Thursday, March 24, 2016

TRUMP WILL LOSE, BUT I DON'T SEE A GOP CRACK-UP COMING

Ross Douthat doesn't think the Donald Trump moment will lead to a permanent conservative split -- and not only do I agree with him, I think the healing process will be (alas) even easier than he anticipates.

Douthat writes:
First, there is no Trump movement as yet; there is only Trump himself, his brand and his cult of personality, plus a parade of opportunists and hangers-on. This makes the Trump phenomenon very different from the Goldwater and McGovern candidacies, which were boosted by pre-existing movements on the right and left....

Maybe a Trump movement is struggling toward self-consciousness, and in four to eight years it will be fully formed. But for now there aren’t Trump-like candidates challenging Republican politicians insufficiently committed to his cause (this has been a pretty easy year for incumbents, in fact), nor is there a Trumpish version of the netroots poised to be a player in Republican politics in 2018 or 2020....

So when Trump is no longer a candidate for president, Sean Hannity will probably morph back into a partisan hatchet man, Ben Carson will go back to his speaking circuit, Newt Gingrich will find some new ideological coat to wear and Chris Christie will take a job chauffeuring Trump’s limo.

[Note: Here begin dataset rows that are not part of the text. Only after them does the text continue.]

//! # fsfault-config
//!
//! Configuration management for fsfault.
//!
//! Loads configuration from:
//! 1. `~/.fsfault/config.toml` (global)
//! 2. `.fsfault/config.toml` (project-local, overrides global)
//! 3. Environment variables (highest priority)

pub mod logging;
pub mod testing;

use once_cell::sync::Lazy;
use serde::{Deserialize, Serialize};
use std::path::{Path, PathBuf};
use std::sync::{PoisonError, RwLock, RwLockReadGuard};
use tracing::debug;

pub use fsfault_engine::InjectorConfig;

/// Injector environment contract shared by the controller and the preload layer.
pub const ENV_TARGET: &str = "FSFAULT_TARGET";
pub const ENV_PID: &str = "FSFAULT_PID";
pub const ENV_ERRNO: &str = "FSFAULT_ERRNO";
pub const ENV_MAX_INJECTIONS: &str = "FSFAULT_MAX_INJECTIONS";
pub const ENV_AGGRESSIVE: &str = "FSFAULT_AGGRESSIVE";
pub const ENV_EVENT_LOG: &str = "FSFAULT_EVENT_LOG";
/// When truthy the preload layer waits for the host to call `fsfault_activate`.
pub const ENV_DEFER: &str = "FSFAULT_DEFER";
/// Log filter for fsfault binaries and the preload layer (falls back to `RUST_LOG`).
pub const ENV_LOG: &str = "FSFAULT_LOG";

/// Global config instance
static CONFIG: Lazy<RwLock<Config>> = Lazy::new(|| RwLock::new(Config::load().unwrap_or_default()));

/// Get global config (read-only)
pub fn config() -> RwLockReadGuard<'static, Config> {
    CONFIG.read().unwrap_or_else(PoisonError::into_inner)
}

/// Reload config from disk
pub fn reload() -> Result<(), ConfigError> {
    let new_config = Config::load()?;
    *CONFIG.write().unwrap_or_else(PoisonError::into_inner) = new_config;
    Ok(())
}

#[derive(Debug, thiserror::Error)]
pub enum ConfigError {
    #[error("IO error: {0}")]
    Io(#[from] std::io::Error),
    #[error("TOML parse error: {0}")]
    Toml(#[from] toml::de::Error),
    #[error("TOML render error: {0}")]
    TomlSer(#[from] toml::ser::Error),
    #[error("invalid value for {key}: {value:?}")]
    InvalidEnv { key: &'static str, value: String },
}

/// Main configuration structure
#[derive(Debug, Clone, Default, PartialEq, Eq, Serialize, Deserialize)]
#[serde(default)]
pub struct Config {
    pub injector: InjectorConfig,
    pub exerciser: ExerciserConfig,
    pub controller: ControllerConfig,
}

impl Config {
    /// Load config from standard locations
    pub fn load() -> Result<Self, ConfigError> {
        let global = Self::global_config_path();
        let mut config = Self::load_layers(global.as_deref(), Path::new(Self::PROJECT_CONFIG))?;
        config.apply_env_overrides(|key| std::env::var(key).ok())?;
        Ok(config)
    }

    pub const PROJECT_CONFIG: &'static str = ".fsfault/config.toml";

    /// Global config path: ~/.fsfault/config.toml
    pub fn global_config_path() -> Option<PathBuf> {
        dirs::home_dir().map(|h| h.join(".fsfault/config.toml"))
    }

    /// Reads the global file, then lays the project file over it key by key.
    /// Missing files are skipped.
    pub fn load_layers(global: Option<&Path>, project: &Path) -> Result<Self, ConfigError> {
        let mut merged = toml::Table::new();

        for path in global.into_iter().chain(std::iter::once(project)) {
            if path.exists() {
                debug!("Loading config from {:?}", path);
                let contents = std::fs::read_to_string(path)?;
                let layer: toml::Table = toml::from_str(&contents)?;
                merge_tables(&mut merged, layer);
            }
        }

        Ok(toml::Value::Table(merged).try_into()?)
    }

    /// Apply environment variable overrides. `lookup` stands in for the process
    /// environment.
    pub fn apply_env_overrides<F>(&mut self, lookup: F) -> Result<(), ConfigError>
    where
        F: Fn(&str) -> Option<String>,
    {
        apply_injector_env(&mut self.injector, &lookup)?;
        if let Some(path) = lookup(ENV_EVENT_LOG) {
            self.controller.event_log = PathBuf::from(path);
        }
        Ok(())
    }

    /// Environment for a child process that should run under the injector.
    pub fn injector_env(&self) -> Vec<(String, String)> {
        injector_env(&self.injector, &self.controller.event_log)
    }

    /// Generate default config TOML string
    pub fn default_toml() -> Result<String, ConfigError> {
        Ok(toml::to_string_pretty(&Config::default())?)
    }
}

fn merge_tables(base: &mut toml::Table, overlay: toml::Table) {
    for (key, value) in overlay {
        match (base.get_mut(&key), value) {
            (Some(toml::Value::Table(existing)), toml::Value::Table(incoming)) => {
                merge_tables(existing, incoming);
            }
            (_, value) => {
                base.insert(key, value);
            }
        }
    }
}

/// Renders `injector` as the environment contract read by the preload layer.
pub fn injector_env(injector: &InjectorConfig, event_log: &Path) -> Vec<(String, String)> {
    vec![
        (ENV_TARGET.to_string(), injector.target.clone()),
        (ENV_PID.to_string(), injector.pid.to_string()),
        (ENV_ERRNO.to_string(), injector.errno.to_string()),
        (ENV_MAX_INJECTIONS.to_string(), injector.max_injections.to_string()),
        (
            ENV_AGGRESSIVE.to_string(),
            u8::from(injector.aggressive).to_string(),
        ),
        (ENV_EVENT_LOG.to_string(), event_log.display().to_string()),
    ]
}

/// Injector settings from the environment alone, on top of the defaults.
pub fn injector_from_env<F>(lookup: F) -> Result<InjectorConfig, ConfigError>
where
    F: Fn(&str) -> Option<String>,
{
    let mut injector = InjectorConfig::default();
    apply_injector_env(&mut injector, &lookup)?;
    Ok(injector)
}

fn apply_injector_env<F>(injector: &mut InjectorConfig, lookup: &F) -> Result<(), ConfigError>
where
    F: Fn(&str) -> Option<String>,
{
    if let Some(target) = lookup(ENV_TARGET) {
        injector.target = target;
    }
    if let Some(pid) = parse_env(lookup, ENV_PID)? {
        injector.pid = pid;
    }
    if let Some(errno) = parse_env(lookup, ENV_ERRNO)? {
        injector.errno = errno;
    }
    if let Some(max) = parse_env(lookup, ENV_MAX_INJECTIONS)? {
        injector.max_injections = max;
    }
    if let Some(value) = lookup(ENV_AGGRESSIVE) {
        injector.aggressive = parse_flag(&value).ok_or(ConfigError::InvalidEnv {
            key: ENV_AGGRESSIVE,
            value,
        })?;
    }
    Ok(())
}

fn parse_env<F, T>(lookup: &F, key: &'static str) -> Result<Option<T>, ConfigError>
where
    F: Fn(&str) -> Option<String>,
    T: std::str::FromStr,
{
    match lookup(key) {
        None => Ok(None),
        Some(value) => value
            .trim()
            .parse()
            .map(Some)
            .map_err(|_| ConfigError::InvalidEnv { key, value }),
    }
}

/// Accepts `1/0`, `true/false`, `yes/no`, `on/off`.
pub fn parse_flag(value: &str) -> Option<bool> {
    match value.trim().to_ascii_lowercase().as_str() {
        "1" | "true" | "yes" | "on" => Some(true),
        "0" | "false" | "no" | "off" => Some(false),
        _ => None,
    }
}

/// Exerciser configuration
#[derive(Debug, Clone, PartialEq, Eq, Serialize, Deserialize)]
#[serde(default)]
pub struct ExerciserConfig {
    /// Delay between scenario runs
    pub interval_ms: u64,
    /// Scratch directory the exerciser creates and works in
    pub sandbox_dir: PathBuf,
}

impl Default for ExerciserConfig {
    fn default() -> Self {
        Self {
            interval_ms: 200,
            sandbox_dir: PathBuf::from("fs_sandbox"),
        }
    }
}

/// Controller (`fsfault` CLI) configuration
#[derive(Debug, Clone, PartialEq, Eq, Serialize, Deserialize)]
#[serde(default)]
pub struct ControllerConfig {
    /// Seconds to wait for an override record per error variant
    pub variant_timeout_secs: u64,
    /// Injection ceiling used for each sweep variant
    pub sweep_max_injections: u64,
    /// Preload library (None = search next to the executable)
    pub preload_path: Option<PathBuf>,
    /// Exerciser binary (None = search next to the executable)
    pub exerciser_path: Option<PathBuf>,
    /// Where the injector appends event records
    pub event_log: PathBuf,
}

impl Default for ControllerConfig {
    fn default() -> Self {
        Self {
            variant_timeout_secs: 10,
            sweep_max_injections: 1000,
            preload_path: None,
            exerciser_path: None,
            event_log: PathBuf::from("fsfault-events.log"),
        }
    }
}

#[cfg(test)]
mod tests {
    use super::*;
    use std::collections::HashMap;

    fn env(pairs: &[(&str, &str)]) -> impl Fn(&str) -> Option<String> {
        let map: HashMap<String, String> = pairs
            .iter()
            .map(|(k, v)| (k.to_string(), v.to_string()))
            .collect();
        move |key| map.get(key).cloned()
    }

    #[test]
    fn test_default_config() {
        let config = Config::default();
        assert_eq!(config.injector.target, "readlink");
        assert_eq!(config.injector.errno, 13);
        assert_eq!(config.injector.max_injections, 1);
        assert!(config.injector.aggressive);
        assert_eq!(config.exerciser.interval_ms, 200);
        assert_eq!(config.controller.variant_timeout_secs, 10);
    }

    #[test]
    fn test_default_toml_generation() {
        let toml_str = Config::default_toml().unwrap();
        assert!(toml_str.contains("[injector]"));
        assert!(toml_str.contains("[exerciser]"));
        assert!(toml_str.contains("[controller]"));
        assert!(toml_str.contains("readlink"));
    }

    #[test]
    fn test_env_overrides() {
        let mut config = Config::default();
        config
            .apply_env_overrides(env(&[
                (ENV_TARGET, "unlinkat"),
                (ENV_PID, "4242"),
                (ENV_ERRNO, "28"),
                (ENV_MAX_INJECTIONS, "5"),
                (ENV_AGGRESSIVE, "off"),
                (ENV_EVENT_LOG, "/tmp/ev.log"),
            ]))
            .unwrap();
        assert_eq!(config.injector.target, "unlinkat");
        assert_eq!(config.injector.pid, 4242);
        assert_eq!(config.injector.errno, 28);
        assert_eq!(config.injector.max_injections, 5);
        assert!(!config.injector.aggressive);
        assert_eq!(config.controller.event_log, PathBuf::from("/tmp/ev.log"));
    }

    #[test]
    fn test_unparsable_env_is_an_error() {
        let err = injector_from_env(env(&[(ENV_ERRNO, "EACCES")])).unwrap_err();
        assert!(matches!(err, ConfigError::InvalidEnv { key: ENV_ERRNO, .. }));

        let err = injector_from_env(env(&[(ENV_AGGRESSIVE, "maybe")])).unwrap_err();
        assert!(matches!(err, ConfigError::InvalidEnv { key: ENV_AGGRESSIVE, .. }));
    }

    #[test]
    fn test_negative_errno_parses_and_fails_validation_later() {
        let injector = injector_from_env(env(&[(ENV_ERRNO, "-5")])).unwrap();
        assert_eq!(injector.errno, -5);
        assert!(injector.validate().is_err());
    }

    #[test]
    fn test_injector_env_matches_from_env() {
        let injector = InjectorConfig {
            target: "mkdir".into(),
            pid: 7,
            errno: 2,
            max_injections: 3,
            aggressive: false,
        };
        let vars = injector_env(&injector, Path::new("ev.log"));
        let lookup = |key: &str| vars.iter().find(|(k, _)| k == key).map(|(_, v)| v.clone());
        assert_eq!(injector_from_env(lookup).unwrap(), injector);
    }

    #[test]
    fn test_merge_keeps_untouched_keys() {
        let mut base: toml::Table = toml::from_str("[injector]\ntarget = \"stat\"\nerrno = 2\n").unwrap();
        let overlay: toml::Table = toml::from_str("[injector]\nerrno = 5\n").unwrap();
        merge_tables(&mut base, overlay);
        let config: Config = toml::Value::Table(base).try_into().unwrap();
        assert_eq!(config.injector.target, "stat");
        assert_eq!(config.injector.errno, 5);
    }
}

Maybe they’ll all rally again if he runs again in 2020. But Trumpism will need new leaders and a real activist base if it’s going to be more than a tendency or a temptation going forward.
Absolutely, and for good reason: Members of the right-wing rank-and-file just want someone or something to hate, and they're not picky: Show them a clip of George W. Bush standing on the 9/11 rubble with a bullhorn and they'll cheer. Show them a clip of Trump denouncing W for lying about Iraq WMDs and they'll cheer. They don't know what they believe. They just want enemies. They want an angry champion who seems conservative and who appears to have the strength to kick the asses of those enemies, whoever the hell they are this week.

Douthat considers the possibility that there might be an ongoing Trump movement, and rejects it.
... a Trumpian schism probably wouldn’t lead to a full realignment, a real re-sorting of the parties. Instead it would likely just create a lasting civil war within American conservatism, forging two provisional mini-parties -- one more nationalist and populist, concentrated in the Rust Belt and the South, the other more like the Goldwater-to-Reagan G.O.P, concentrated in the high plains and Mountain West -- whose constant warfare would deliver the presidency to the Democrats time and time again.
Maybe that will be the split -- but how different is that from the coalition the GOP has successfully sustained for the past 35-plus years, a coalition that's still holding together in congressional, state, and local elections? The defeat of Eric Cantor notwithstanding, Republicans voters were more willing to vote for candidates the party establishment put up for them in 2014 than they were in 2010; gone were loose cannons such as Christine O'Donnell, Sharron Angle, and Carl Paladino.

I think the Establishment will just pick up a few Trump talking points, dilute them, then teach the usual candidates how to sell them effectively. And I think the rubes will just go along. The GOP will be just fine in future downballot elections.

The only question, in 2020, is which crazy extremist will hijack the presidential nominating process, and either steal the nomination or push the nominee too far to the right to win the only kind of election in which Democratic voters actually show up. I don't know who that will be, but it'll be someone buffoonish and awful. (Maybe it'll just be Ted Cruz.) But apart from that, the GOP will painlessly reunite, and be just fine.

9 comments:

  1. Since the only thing that really threatens the GOP dominance of Congress and state governments would be having a Republican President, I don't see why all officeholders don't support Trump.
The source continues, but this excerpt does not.